Wenger Nanette Kass, Barrett-Connor Elizabeth, Collins Peter, Grady Deborah, Kornitzer Marcel, Mosca Lori, Sashegyi Andreas, Baygani Simin K, Anderson Pamela W, Moscarelli Elena
Emory University, Atlanta, Georgia 30303, USA.
Am J Cardiol. 2002 Dec 1;90(11):1204-10. doi: 10.1016/s0002-9149(02)02835-7.
The Raloxifene Use for The Heart (RUTH) trial is a randomized, placebo-controlled, double-blind trial designed to determine whether raloxifene 60 mg/day compared with placebo lowers the risk of coronary events (coronary death, nonfatal myocardial infarction [MI], or hospitalized acute coronary syndromes other than MI) and reduces the risk of invasive breast cancer in women at risk for a major coronary event. Raloxifene is a selective estrogen receptor modulator that improves cardiovascular risk factors, reduces the risk of vertebral fracture, and is associated with a reduced incidence of invasive breast cancer in postmenopausal women with osteoporosis. Between June 1998 and August 2000, 10,101 women were enrolled at 187 sites in 26 countries.
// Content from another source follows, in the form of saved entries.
//! CLI module graph.

pub mod command;
pub mod context;
pub mod expression;
pub mod metric;
pub mod output;
pub mod range;
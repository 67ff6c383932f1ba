//! Truncation helpers for zoned timestamps.
//!
//! Every helper works on local wall-clock time and maps the result back into
//! the same timezone. When a truncated local time falls into a DST gap the
//! first valid instant after it is used instead.

use chrono::{DateTime, Datelike, Days, NaiveDate, NaiveDateTime, NaiveTime, TimeDelta, TimeZone, Timelike};
use chrono_tz::Tz;

use super::error::DomainError;

/// Map a local wall-clock time into `tz`.
///
/// Ambiguous times resolve to the earlier instant. Times that do not exist
/// are moved forward in 15 minute steps until a valid instant is found.
///
/// # Errors
/// Returns [`DomainError::CalendarArithmeticOverflow`] when no valid
/// instant exists within a few hours of `naive`.
pub fn localize(naive: NaiveDateTime, tz: Tz) -> Result<DateTime<Tz>, DomainError> {
    let mut candidate = naive;
    for _ in 0..=16 {
        if let Some(dt) = tz.from_local_datetime(&candidate).earliest() {
            return Ok(dt);
        }
        candidate = candidate
            .checked_add_signed(TimeDelta::minutes(15))
            .ok_or_else(|| DomainError::overflow(format!("localize {naive} in {tz}")))?;
    }
    Err(DomainError::overflow(format!("localize {naive} in {tz}")))
}

/// Local midnight of `date` in `tz`.
pub fn local_midnight(date: NaiveDate, tz: Tz) -> Result<DateTime<Tz>, DomainError> {
    localize(date.and_time(NaiveTime::MIN), tz)
}

pub fn start_of_minute(at: &DateTime<Tz>) -> Result<DateTime<Tz>, DomainError> {
    let local = at.naive_local();
    let truncated = local
        .with_second(0)
        .and_then(|t| t.with_nanosecond(0))
        .ok_or_else(|| DomainError::overflow(format!("start of minute {at}")))?;
    localize(truncated, at.timezone())
}

pub fn start_of_hour(at: &DateTime<Tz>) -> Result<DateTime<Tz>, DomainError> {
    let local = at.naive_local();
    let truncated = local
        .date()
        .and_hms_opt(local.hour(), 0, 0)
        .ok_or_else(|| DomainError::overflow(format!("start of hour {at}")))?;
    localize(truncated, at.timezone())
}

pub fn start_of_day(at: &DateTime<Tz>) -> Result<DateTime<Tz>, DomainError> {
    local_midnight(at.date_naive(), at.timezone())
}

/// The last microsecond of the local day containing `at`.
pub fn end_of_day(at: &DateTime<Tz>) -> Result<DateTime<Tz>, DomainError> {
    let tomorrow = at
        .date_naive()
        .checked_add_days(Days::new(1))
        .ok_or_else(|| DomainError::overflow(format!("end of day {at}")))?;
    let next_midnight = local_midnight(tomorrow, at.timezone())?;
    next_midnight
        .checked_sub_signed(TimeDelta::microseconds(1))
        .ok_or_else(|| DomainError::overflow(format!("end of day {at}")))
}

/// Midnight of the Monday starting the ISO week containing `at`.
pub fn start_of_week(at: &DateTime<Tz>) -> Result<DateTime<Tz>, DomainError> {
    let date = at.date_naive();
    let monday = date
        .checked_sub_days(Days::new(u64::from(date.weekday().num_days_from_monday())))
        .ok_or_else(|| DomainError::overflow(format!("start of week {at}")))?;
    local_midnight(monday, at.timezone())
}

pub fn start_of_month(at: &DateTime<Tz>) -> Result<DateTime<Tz>, DomainError> {
    let date = at
        .date_naive()
        .with_day(1)
        .ok_or_else(|| DomainError::overflow(format!("start of month {at}")))?;
    local_midnight(date, at.timezone())
}

pub fn start_of_quarter(at: &DateTime<Tz>) -> Result<DateTime<Tz>, DomainError> {
    let quarter_start_month = ((at.month() - 1) / 3) * 3 + 1;
    let date = NaiveDate::from_ymd_opt(at.year(), quarter_start_month, 1)
        .ok_or_else(|| DomainError::overflow(format!("start of quarter {at}")))?;
    local_midnight(date, at.timezone())
}

pub fn start_of_year(at: &DateTime<Tz>) -> Result<DateTime<Tz>, DomainError> {
    let date = NaiveDate::from_ymd_opt(at.year(), 1, 1)
        .ok_or_else(|| DomainError::overflow(format!("start of year {at}")))?;
    local_midnight(date, at.timezone())
}
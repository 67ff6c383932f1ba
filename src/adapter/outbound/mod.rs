//! Outbound adapters (driven side).

pub mod clock;
pub mod memory;
pub mod sqlite;
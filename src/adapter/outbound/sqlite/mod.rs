//! SQLite query adapter.
//!
//! Runs metric aggregates against an existing SQLite table through Diesel's
//! raw query interface. The adapter never creates or migrates tables.

pub mod connection;
pub mod source;

pub use connection::{configure_sqlite_connection, create_pool, DbPool};
pub use source::SqliteSource;
//! In-process adapters for tests, demos and embedding.

pub mod cache;
pub mod source;

pub use cache::MemoryCache;
pub use source::{MemoryRecord, MemorySource};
Approximately half of the women had documented coronary heart disease (CHD) (n = 5,031); the remainder had multiple CHD risk factors that increased their risk for a CHD event (n = 5,070). The mean age of participants was 68 years (39% were >70 years old), and did not differ between those with documented CHD and those at increased CHD risk. Most women were Caucasian (84%); 60% had a body mass index >/=27 kg/m(2), 46% had diabetes mellitus, 78% had systemic hypertension, and 14% had low-density lipoprotein cholesterol >160 mg/dl. Compared with women at increased CHD risk, women with documented CHD had higher cardiovascular risk scores, a higher prevalence of abnormal electrocardiograms, greater use of cardiovascular medications, were more likely to have had cardiac rehabilitation, and were more likely to have previously used estrogen or oral contraceptives, but had a slightly lower prevalence of CHD risk factors such as smoking, obesity, diabetes mellitus, and systemic hypertension, and had lower serum levels of total and low-density lipoprotein cholesterol. The RUTH cohort is the largest group of postmenopausal women at increased risk of CHD events ever assembled in a clinical trial, and is the first trial designed to determine the effect of a selective estrogen receptor modulator on the risk of CHD events.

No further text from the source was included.